Start hunting down your cheese the week before. You probably won’t find some of the cheeses at your local Walmart, so start with Wegman’s, City Market or Whole Foods if you have one close by. And a warning, the best aged cheese for a fondue is not cheap, but worth it! (If you’ve got Amazon Prime, you can have the cheese delivered to your doorstep!)

The day or two before, shop for good crusty bread. Why the day before? You want it a bit stale so that it soaks up all that cheesy goodness! Baguettes work best because you need the crust of the bread–better to grab it with your fondue fork. Consider other dippers to make your fondue veggie-licious!

  • Mushrooms of your choice with stems removed
  • Steamed broccoli or asparagus spears
  • Cherry or grape tomatoes
  • Large chunks of steamed carrots or baby carrots

The most tedious thing to do with a fondue is cutting the cheese (pardon the pun), which is not that bad if you are only prepping a pound and a half of cheese, but when it gets to be 5 pounds, enlist a few helpers! Your hands will thank you if you use your food processor to grate the cheeses instead!

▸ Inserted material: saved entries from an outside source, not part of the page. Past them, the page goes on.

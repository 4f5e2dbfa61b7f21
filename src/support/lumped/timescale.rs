//! Time-scale diagnostics for a ventilated space containing thermal mass.
//!
//! These ratios compare the time scales of the processes acting on a mass
//! that is forced by a periodic environment (for example, a diurnal cycle):
//!
//! - `tau`: elapsed time over the forcing period
//! - `chi`: forcing time over convective exchange time
//! - `epsilon`: heat capacity of the interior air over that of the mass
//! - `rn`: stack-driven flushing rate of the space
//! - `nu`: characteristic length over the periodic penetration depth
//!
//! None of them depend on the transient solver; they share only the
//! coefficient functions and their validation.

use uom::si::{
    area::square_meter,
    f64::{
        Area, Length, MassDensity, Ratio, SpecificHeatCapacity, TemperatureCoefficient,
        TemperatureInterval, Time, Volume, VolumeRate,
    },
    length::meter,
    mass_density::kilogram_per_cubic_meter,
    ratio::ratio,
    specific_heat_capacity::joule_per_kilogram_kelvin,
    temperature_coefficient::per_kelvin,
    temperature_interval::kelvin,
    time::second,
    volume::cubic_meter,
    volume_rate::cubic_meter_per_second,
};

use crate::support::constraint::NonNegative;

use super::{
    BiotNumber, DomainError, FourierNumber,
    coefficients::{finite, positive, significant},
};

/// Gravitational acceleration used by the stack-flow scale, m/s².
pub const GRAVITY: f64 = 9.81;

/// Dimensionless forcing time, `tau = t / P`.
///
/// # Errors
///
/// Returns a [`DomainError`] if the forcing period is not strictly positive
/// or the elapsed time is not finite.
pub fn tau(forcing_period: Time, elapsed: Time) -> Result<Ratio, DomainError> {
    let period = positive("forcing period", forcing_period.get::<second>())?;
    let t = finite("elapsed time", elapsed)?.get::<second>();

    Ok(Ratio::new::<ratio>(t / period))
}

/// Convective time-scale ratio, `chi = tau / (Fo * Bi)`.
///
/// Large values mean the mass exchanges heat with the air faster than the
/// environment changes.
///
/// # Errors
///
/// Returns a [`DomainError`] if `tau` is not finite or `Fo` is not strictly
/// positive.
pub fn chi(tau: Ratio, fourier: FourierNumber, biot: BiotNumber) -> Result<Ratio, DomainError> {
    let tau = finite("tau", tau)?.get::<ratio>();
    let fo = positive("fourier number", fourier.get::<ratio>())?;

    Ok(Ratio::new::<ratio>(tau / (fo * biot.get::<ratio>())))
}

/// Heat capacity ratio of interior air to thermal mass,
/// `epsilon = (V_z * rho_z * cp_z) / (A_m * Lc_m * rho_m * cp_m)`.
///
/// # Errors
///
/// Returns a [`DomainError`] naming the first property that is not
/// significant, or if the characteristic length is not strictly positive.
pub fn epsilon(
    air_volume: Volume,
    air_density: MassDensity,
    air_specific_heat: SpecificHeatCapacity,
    mass_area: Area,
    mass_characteristic_length: Length,
    mass_density: MassDensity,
    mass_specific_heat: SpecificHeatCapacity,
) -> Result<Ratio, DomainError> {
    let air = significant("air volume", air_volume)?.get::<cubic_meter>()
        * significant("air density", air_density)?.get::<kilogram_per_cubic_meter>()
        * significant("air specific heat", air_specific_heat)?.get::<joule_per_kilogram_kelvin>();

    let mass = significant("mass area", mass_area)?.get::<square_meter>()
        * positive("mass characteristic length", mass_characteristic_length)?.get::<meter>()
        * significant("mass density", mass_density)?.get::<kilogram_per_cubic_meter>()
        * significant("mass specific heat", mass_specific_heat)?.get::<joule_per_kilogram_kelvin>();

    Ok(Ratio::new::<ratio>(air / mass))
}

/// Stack-driven flushing scale, `Rn = A_v * sqrt(beta * g * H * dT)`.
///
/// `beta` is the volumetric expansion coefficient of the air and `H` the
/// height of the neutral plane above the vent. The product must be
/// non-negative; with a positive `beta` that means warm air inside a space
/// whose neutral plane sits above the opening.
///
/// # Errors
///
/// Returns a [`DomainError`] if the vent area is not significant, any other
/// input is not finite, or the radicand is negative.
///
/// # Example
///
/// ```
/// use thermal_mass_models::support::lumped::timescale::rn;
/// use uom::si::{
///     area::square_meter,
///     f64::{Area, Length, TemperatureCoefficient, TemperatureInterval},
///     length::meter,
///     temperature_coefficient::per_kelvin,
///     temperature_interval::kelvin,
///     volume_rate::cubic_meter_per_second,
/// };
///
/// let flow = rn(
///     Area::new::<square_meter>(0.5),
///     TemperatureCoefficient::new::<per_kelvin>(1.0 / 300.0),
///     Length::new::<meter>(2.0),
///     TemperatureInterval::new::<kelvin>(3.0),
/// )
/// .unwrap();
///
/// let expected = 0.5 * (9.81 * 2.0 * 3.0 / 300.0_f64).sqrt();
/// assert!((flow.get::<cubic_meter_per_second>() - expected).abs() < 1e-12);
/// ```
pub fn rn(
    vent_area: Area,
    expansion_coefficient: TemperatureCoefficient,
    neutral_height: Length,
    delta_temp: TemperatureInterval,
) -> Result<VolumeRate, DomainError> {
    let area = significant("vent area", vent_area)?.get::<square_meter>();
    let beta = finite("expansion coefficient", expansion_coefficient)?.get::<per_kelvin>();
    let height = finite("neutral height", neutral_height)?.get::<meter>();
    let dt = finite("temperature difference", delta_temp)?.get::<kelvin>();

    let radicand = NonNegative::new(beta * GRAVITY * height * dt)
        .map_err(|source| DomainError::new("stack radicand", source))?
        .into_inner();

    Ok(VolumeRate::new::<cubic_meter_per_second>(area * radicand.sqrt()))
}

/// Penetration time-scale ratio, `nu = sqrt(tau / (2 * Fo))`.
///
/// Values well above one mean the periodic forcing only reaches a thin skin
/// of the mass.
///
/// # Errors
///
/// Returns a [`DomainError`] if `tau` is negative or not finite, or if `Fo`
/// is not strictly positive.
pub fn nu(tau: Ratio, fourier: FourierNumber) -> Result<Ratio, DomainError> {
    let tau = finite("tau", tau)?.get::<ratio>();
    let tau = NonNegative::new(tau)
        .map_err(|source| DomainError::new("tau", source))?
        .into_inner();
    let fo = positive("fourier number", fourier.get::<ratio>())?;

    Ok(Ratio::new::<ratio>((tau / (2.0 * fo)).sqrt()))
}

You’ll also need some dry white wine, fresh garlic and Kirsch. Kirsch is a cherry flavored brandy, but don’t try to drink it–it tastes horrible–but it goes great IN the fondue! You’ll of course need something to serve the fondue in that keeps it warm–either a fondue pot or crock pot. We’ve found it a bit difficult to find the Sterno gel at stores–so keep a supply on hand.

Here is the recipe:

  • 1 pound each Comte, Gruyere and Emmental (also called Emmentaler) cheese, the more aged the better, grated or cut into half inch (or less) cubes.
  • 3-5 garlic cloves, chopped or put through a garlic press (we used 4 large ones for this recipe but not everyone is so fond of garlic…most recipes call for rubbing 2 garlic clove halves around the pot and discarding.)
  • 1 cup dry white wine–Chardonnay and Sauvignon Blanc work well
  • 2 tablespoons flour
  • 3 tablespoons Kirsch–also called Kirschwasser 

  • Put all the cheese in a saucepan on medium-low heat.
  • Add the garlic and white wine and stir gently while cheese slowly melts.
  • In a small glass or bowl, mix the flour with the Kirsch until blended.
  • Now it’s time to get your fondue pot ready. Put hot water into your fondue and warm it up on the stovetop. Since fondue pots are generally ceramic or coated metal, they hold the heat AND cold. (The last thing you want to do is pour melted cheese into a cold pot! If you’re using an electric pot or crock pot, preheat it with water and then dump the water and dry before pouring in the cheese.)
  • When most of the cheese is melted, stir in the Kirsch-flour mixture. Keep stirring until all the cheese is melted. It’s then ready to serve IMMEDIATELY! If cook it too much, the cheese will start separating.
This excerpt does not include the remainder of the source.